Pang, "Pandemi sırasında yaşanan dijitalleşmeyle teknoloji platformları hızla büyüdü" diyor ve artık bu şirketlerin yeniden şekillenmesi gerektiğini söylüyor.

Sheffield Üniversitesi'nde Dijital Medya Uzmanı Dr. Lianrui Jia ise, "Bu platformların var oluş süresini hafife almış olabiliriz.
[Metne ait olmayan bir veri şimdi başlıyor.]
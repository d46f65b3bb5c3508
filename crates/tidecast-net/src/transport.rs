//! Transport layer: building the wire request and sending it.

use std::collections::BTreeMap;

use async_trait::async_trait;
use bytes::Bytes;
use url::Url;

use crate::config::ClientConfig;
use crate::error::{NetworkError, Result};
use crate::request::{HttpMethod, RequestDescriptor};
use crate::response::RawResponse;
use crate::signature::RequestSignature;

const JSON: &str = "application/json";

/// A request ready for the wire.
#[derive(Clone, Debug, PartialEq)]
pub struct TransportRequest {
    /// The HTTP method.
    pub method: HttpMethod,
    /// Fully resolved URL including the query string.
    pub url: Url,
    /// Headers keyed by lowercase name.
    pub headers: BTreeMap<String, String>,
    /// Serialized body.
    pub body: Option<Bytes>,
}

impl TransportRequest {
    /// Resolve a descriptor against a base URL.
    ///
    /// Absolute endpoints are used verbatim. GET parameters become the query
    /// string; for other methods they become a JSON object body unless the
    /// descriptor carries a raw body. `Content-Type` and `Accept` default to
    /// JSON and can be overridden by the descriptor's headers.
    pub fn build(descriptor: &RequestDescriptor, base_url: &str) -> Result<Self> {
        let mut url = resolve_url(descriptor, base_url)?;

        let mut headers = BTreeMap::from([
            ("accept".to_string(), JSON.to_string()),
            ("content-type".to_string(), JSON.to_string()),
        ]);
        for (name, value) in descriptor.headers() {
            http::HeaderName::from_bytes(name.as_bytes())
                .map_err(|e| NetworkError::Encoding(format!("header name {name:?}: {e}")))?;
            http::HeaderValue::from_str(value)
                .map_err(|e| NetworkError::Encoding(format!("header {name}: {e}")))?;
            headers.insert(name.clone(), value.clone());
        }

        let params = descriptor.parameters();
        let body = match descriptor.method() {
            HttpMethod::Get => {
                if !params.is_empty() {
                    let mut pairs = url.query_pairs_mut();
                    for (key, value) in params {
                        pairs.append_pair(key, &value.to_string());
                    }
                }
                descriptor.body().cloned()
            }
            _ => match descriptor.body() {
                Some(body) => Some(body.clone()),
                None if params.is_empty() => None,
                None => {
                    let object: serde_json::Map<String, serde_json::Value> = params
                        .iter()
                        .map(|(key, value)| (key.clone(), value.to_json()))
                        .collect();
                    let encoded = serde_json::to_vec(&object)
                        .map_err(|e| NetworkError::Encoding(e.to_string()))?;
                    Some(Bytes::from(encoded))
                }
            },
        };

        Ok(Self {
            method: descriptor.method(),
            url,
            headers,
            body,
        })
    }

    /// Cache signature of this request.
    pub fn signature(&self) -> RequestSignature {
        RequestSignature::compute(
            self.method,
            self.url.as_str(),
            &self.headers,
            self.body.as_deref(),
        )
    }
}

/// Resolve the descriptor's endpoint to an absolute URL, without parameters.
pub(crate) fn resolve_url(descriptor: &RequestDescriptor, base_url: &str) -> Result<Url> {
    let raw = if descriptor.is_absolute() {
        descriptor.endpoint().to_string()
    } else {
        let endpoint = descriptor.endpoint();
        let base = base_url.trim_end_matches('/');
        if endpoint.is_empty() {
            base.to_string()
        } else if endpoint.starts_with('/') {
            format!("{base}{endpoint}")
        } else {
            format!("{base}/{endpoint}")
        }
    };
    Url::parse(&raw).map_err(|e| NetworkError::InvalidUrl(format!("{raw}: {e}")))
}

/// Something that can send a [`TransportRequest`].
///
/// Implementations report non-2xx statuses as ordinary responses; only
/// failures to obtain a response at all are errors.
#[async_trait]
pub trait Transport: Send + Sync {
    /// Send the request and read the full body.
    async fn send(&self, request: &TransportRequest) -> Result<RawResponse>;
}

/// Transport backed by a `reqwest` client.
#[derive(Clone, Debug)]
pub struct ReqwestTransport {
    client: reqwest::Client,
}

impl ReqwestTransport {
    /// Build a client honoring the configured timeout and user agent.
    pub fn new(config: &ClientConfig) -> Result<Self> {
        let client = reqwest::Client::builder()
            .timeout(config.timeout)
            .user_agent(config.user_agent.as_str())
            .build()?;
        Ok(Self { client })
    }

    /// Wrap an existing client.
    pub fn from_client(client: reqwest::Client) -> Self {
        Self { client }
    }
}

#[async_trait]
impl Transport for ReqwestTransport {
    async fn send(&self, request: &TransportRequest) -> Result<RawResponse> {
        let mut builder = self
            .client
            .request(request.method.to_reqwest(), request.url.clone());

        for (name, value) in &request.headers {
            builder = builder.header(name.as_str(), value.as_str());
        }
        if let Some(body) = &request.body {
            builder = builder.body(body.clone());
        }

        let response = builder.send().await?;
        let status = response.status().as_u16();
        let headers = response.headers().clone();
        let url = response.url().to_string();
        let body = response.bytes().await?;

        Ok(RawResponse::new(status, headers, url, body))
    }
}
Kullanıcılar artık bu platformlarla ilgili bazı sorunları fark etmeye ve ayrılmaya başlayabilir" diyor.

Buna rağmen Facebook ve Twitter dev kullanıcı tabanına bir süre daha güvenebilir.

Facebook'un dünyanın en popüler sosyal medya platformu olduğunu söyleyen Meta'ya göre, 2022'nin üçüncü çeyreği itibarıyla platformun aylık yaklaşık üç milyar aktif kullanıcısı bulunuyor.
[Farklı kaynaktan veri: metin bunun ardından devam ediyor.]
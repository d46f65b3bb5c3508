//! Bearer token injection.

use std::sync::Arc;

use async_trait::async_trait;
use parking_lot::RwLock;

use super::Interceptor;
use crate::error::Result;
use crate::request::RequestDescriptor;

/// Source of access tokens.
///
/// `None` means "no token right now" and is not an error; the request goes
/// out unauthenticated and the server decides.
#[async_trait]
pub trait TokenProvider: Send + Sync {
    /// Obtain the current token, refreshing it if needed.
    async fn token(&self) -> Option<String>;
}

/// A token held in memory and replaced by the application on sign-in/out.
#[derive(Debug, Default)]
pub struct StaticToken {
    token: RwLock<Option<String>>,
}

impl StaticToken {
    /// Hold the given token.
    pub fn new(token: impl Into<String>) -> Self {
        Self {
            token: RwLock::new(Some(token.into())),
        }
    }

    /// Hold no token.
    pub fn empty() -> Self {
        Self::default()
    }

    /// Replace the token.
    pub fn set(&self, token: Option<String>) {
        *self.token.write() = token;
    }
}

#[async_trait]
impl TokenProvider for StaticToken {
    async fn token(&self) -> Option<String> {
        self.token.read().clone()
    }
}

/// Attaches `Authorization: Bearer <token>` when a token is available.
#[derive(Clone)]
pub struct AuthInterceptor {
    provider: Arc<dyn TokenProvider>,
}

impl AuthInterceptor {
    /// Use the given token source.
    pub fn new(provider: Arc<dyn TokenProvider>) -> Self {
        Self { provider }
    }
}

impl std::fmt::Debug for AuthInterceptor {
    fn fmt(&self, f: &mut std::fmt::Formatter<'_>) -> std::fmt::Result {
        f.debug_struct("AuthInterceptor").finish_non_exhaustive()
    }
}

#[async_trait]
impl Interceptor for AuthInterceptor {
    fn name(&self) -> &str {
        "auth"
    }

    async fn on_request(&self, request: RequestDescriptor) -> Result<RequestDescriptor> {
        match self.provider.token().await {
            Some(token) if !token.is_empty() => {
                Ok(request.with_header("authorization", format!("Bearer {token}")))
            }
            _ => Ok(request),
        }
    }
}

#[cfg(test)]
mod tests {
    use super::*;

    #[tokio::test]
    async fn test_attaches_bearer_header() {
        let interceptor = AuthInterceptor::new(Arc::new(StaticToken::new("abc123")));
        let request = interceptor
            .on_request(RequestDescriptor::get("/me"))
            .await
            .unwrap();
        assert_eq!(request.header("Authorization"), Some("Bearer abc123"));
    }

    #[tokio::test]
    async fn test_missing_token_is_noop() {
        let tokens = Arc::new(StaticToken::empty());
        let interceptor = AuthInterceptor::new(tokens.clone());
        let original = RequestDescriptor::get("/me");

        let request = interceptor.on_request(original.clone()).await.unwrap();
        assert_eq!(request, original);

        tokens.set(Some("later".into()));
        let request = interceptor.on_request(original).await.unwrap();
        assert_eq!(request.header("authorization"), Some("Bearer later"));
    }
}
Ancak Şubat ayında Meta, Facebook'un 18 yıllık tarihinde ilk kez günlük aktif kullanıcı sayısında düşüş yaşadığını açıkladı.

2019'dan bu yana toplam kullanıcı sayısı yerine yalnızca günlük kullanıcılarını kaydeden Twitter'ın ise Ekim ayında yayımlanan verilerine göre 238 milyon günlük kullanıcısı bulunuyor.

Ancak kullanıcıların artık haber ve güncel olayları takip etmekten kaçındığını ve daha çok yetişkin içeriklere ve kripto para platformlarına yöneldiğine dair endişeler de var.

İngiltere'deki Lancaster Üniversitesi'nde Ekonomi alanında Kıdemli Öğretim Görevlisi olan Renaud Foucard, hükümetler tarafından artan denetimin de şirketler arası rekabeti şiddetlendirdiğine ve bunun büyük bir engel haline geldiğine dikkat çekiyor.

Yok oluş süreci mu?

Sosyal medya platformları bazen de tamamen yok olabiliyor.

Örneğin 2000li yıllarda dünyanın birçok yerinde çok sayıda kullanıcıya ilk defa ulaşan sosyal medya devi MySpace.com, Facebook ile rekabet edemedi.

2007'de 300 milyon kullanıcısı olan MySpace'in bugün sadece 6 milyon kullanıcısı var.

Ancak bazı uzmanlar popüler platformların bu tür zorluklar yaşamasının sağlıklı olduğuna inanıyor.

Foucard, "Bu platformların en büyük sorunlarından bir tanesinin rekabet olması aslında iyi bir şey" diyor ve devam ediyor:

"Yeni şirketler, kullanıcılara daha fazla seçenek ve daha iyi deneyimler sunabilir."